Ainsi, le tribunal énonce plusieurs critères qui semblent indiquer que l’employée ne pouvait s’attendre à un respect strict de sa vie privée relativement au contenu du BlackBerry, notamment en raison du fait que l’appareil appartenait à l’entreprise, qu’aucun mot de passe n’empêchait l’accès à son compte de courriels personnel et qu’elle utilisait sa propre adresse de courriel autant pour ses affaires personnelles et que professionnelles. Relativement à la propriété de l’appareil, il importe de souligner que les tribunaux ont maintes fois rappelé que le simple fait que l’employeur soit propriétaire de l’appareil ne peut constituer à lui seul un facteur qui l’autorise à intercepter les communications[7]. Il s’agira plutôt d’un critère pertinent afin d’analyser l’attente raisonnable de vie privée de l’employé lorsqu’il utilise un appareil qui ne lui appartient pas.

En définitive, la décision de reconnaître l’admissibilité en preuve des courriels antérieurs au 19 mai 2012 et d’exclure les courriels postérieurs à cette date semble essentiellement reposer sur le but poursuivi par l’employeur.

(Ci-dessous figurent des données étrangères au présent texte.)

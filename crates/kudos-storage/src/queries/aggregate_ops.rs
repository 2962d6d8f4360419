//! Versioned aggregate documents: load, compare-and-swap commit, keyset scan.

use kudos_core::{StorageError, StorageResult, UserAggregate, VersionedAggregate};
use rusqlite::{params, Connection, OptionalExtension};

use super::ts;
use crate::to_storage_err;

pub fn get_aggregate(conn: &Connection, user_id: &str) -> StorageResult<Option<VersionedAggregate>> {
    let row: Option<(i64, String)> = conn
        .query_row(
            "SELECT version, document FROM user_aggregates WHERE user_id = ?1",
            params![user_id],
            |row| Ok((row.get(0)?, row.get(1)?)),
        )
        .optional()
        .map_err(to_storage_err)?;

    let Some((version, document)) = row else {
        return Ok(None);
    };

    let aggregate: UserAggregate =
        serde_json::from_str(&document).map_err(|e| StorageError::Corrupt {
            details: format!("aggregate for {user_id}: {e}"),
        })?;

    Ok(Some(VersionedAggregate {
        aggregate,
        version: version as u64,
    }))
}

fn stored_version(conn: &Connection, user_id: &str) -> StorageResult<Option<u64>> {
    conn.query_row(
        "SELECT version FROM user_aggregates WHERE user_id = ?1",
        params![user_id],
        |row| row.get::<_, i64>(0),
    )
    .optional()
    .map(|v| v.map(|v| v as u64))
    .map_err(to_storage_err)
}

/// Compare-and-swap write. The version check and the write are one statement,
/// so two writers holding the same version can never both succeed.
pub fn commit_aggregate(
    conn: &Connection,
    aggregate: &UserAggregate,
    expected_version: u64,
) -> StorageResult<u64> {
    let document = serde_json::to_string(aggregate).map_err(|e| StorageError::Corrupt {
        details: format!("serialize aggregate for {}: {e}", aggregate.user_id),
    })?;

    let changed = if expected_version == 0 {
        conn.execute(
            "INSERT INTO user_aggregates (user_id, version, document, created_at, updated_at)
             VALUES (?1, 1, ?2, ?3, ?4)
             ON CONFLICT(user_id) DO NOTHING",
            params![
                aggregate.user_id,
                document,
                ts(&aggregate.created_at),
                ts(&aggregate.updated_at)
            ],
        )
    } else {
        conn.execute(
            "UPDATE user_aggregates
             SET version = version + 1, document = ?2, updated_at = ?3
             WHERE user_id = ?1 AND version = ?4",
            params![
                aggregate.user_id,
                document,
                ts(&aggregate.updated_at),
                expected_version as i64
            ],
        )
    }
    .map_err(to_storage_err)?;

    if changed == 0 {
        return Err(StorageError::VersionConflict {
            key: aggregate.user_id.clone(),
            expected: expected_version,
            found: stored_version(conn, &aggregate.user_id)?,
        });
    }

    Ok(expected_version + 1)
}

/// Up to `limit` user ids greater than `cursor`, ascending.
pub fn list_user_ids_after(
    conn: &Connection,
    cursor: Option<&str>,
    limit: usize,
) -> StorageResult<Vec<String>> {
    let mut stmt = conn
        .prepare_cached(
            "SELECT user_id FROM user_aggregates
             WHERE ?1 IS NULL OR user_id > ?1
             ORDER BY user_id
             LIMIT ?2",
        )
        .map_err(to_storage_err)?;

    let rows = stmt
        .query_map(params![cursor, limit as i64], |row| row.get(0))
        .map_err(to_storage_err)?;

    rows.collect::<Result<Vec<String>, _>>()
        .map_err(to_storage_err)
}

pub fn count_aggregates(conn: &Connection) -> StorageResult<u64> {
    conn.query_row("SELECT COUNT(*) FROM user_aggregates", [], |row| {
        row.get::<_, i64>(0)
    })
    .map(|n| n as u64)
    .map_err(to_storage_err)
}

Alors que les courriels antérieurs au 19 mai 2012 avaient été découverts de façon fortuite au moment de préparer l’appareil pour un autre employé, la consultation des courriels après le 19 mai 2012 découlait plutôt d’une démarche de l’employeur visant à bonifier sa preuve.

Cette affaire fournit des critères pertinents afin de déterminer la gravité de l’atteinte au droit à la vie privée de l’employé et ultimement l’admissibilité en preuve des documents obtenus en fonction de la règle énoncée à l’article 2858 du Code civil du Québec. Il faut cependant rappeler l’importance d’analyser chaque situation en fonction de l’ensemble des circonstances. À titre d’exemple, l’absence d’avis exigeant un mot de passe afin d’accéder aux courriels personnels de l’employé ne signifiera pas nécessairement que celui-ci a renoncé à son droit à la vie privée.

L’élaboration et la mise en application d’une politique en matière d’utilisation des appareils électroniques mis à la disposition des employés permettront généralement d’éviter bien des litiges, notamment en précisant les prérogatives de l’employeur en matière de contrôle et de surveillance et les droits et obligations des employés relativement à l’utilisation des appareils. Cependant, même si une politique adéquate peut réduire considérablement l’attente de vie privée de l’employé, l’employeur sera bien avisé d’analyser les circonstances particulières de chaque cas afin de déterminer s’il contrevient au droit à la vie privée de l’employé et si les éléments obtenus seront susceptibles d’être utilisés devant les tribunaux.

Enfin, l’affaire Images Turbo inc. c. Marquis semble s’inscrire dans une tendance récente des tribunaux civils à admettre des éléments de preuve obtenus en violation du droit à la vie privée, en considérant que c’est plutôt l’exclusion de ces éléments qui déconsidérerait l’administration de la justice, particulièrement lorsque les éléments de preuve sont au cœur du litige.

Source : VigieRT, novembre 2013.


1 Images Turbo inc. c. Marquis, 2013 QCCS 2781.
2 Ville de Mascouche c. Huguette Houle et C.M.Q., [1999] R.J.Q. 1894
3 Images Turbo inc. c. Marquis, supra note 1, par. 51.
4 Ibid, par. 56.
5 R. c. Cole, 2012 CSC 53, [2012] 3 RCS 34.
6 Ibid, par. 52-53.
7 Srivastava c. Hindu Mission of Canada (Quebec) Inc., 2001 CanLII 27966 (QC CA).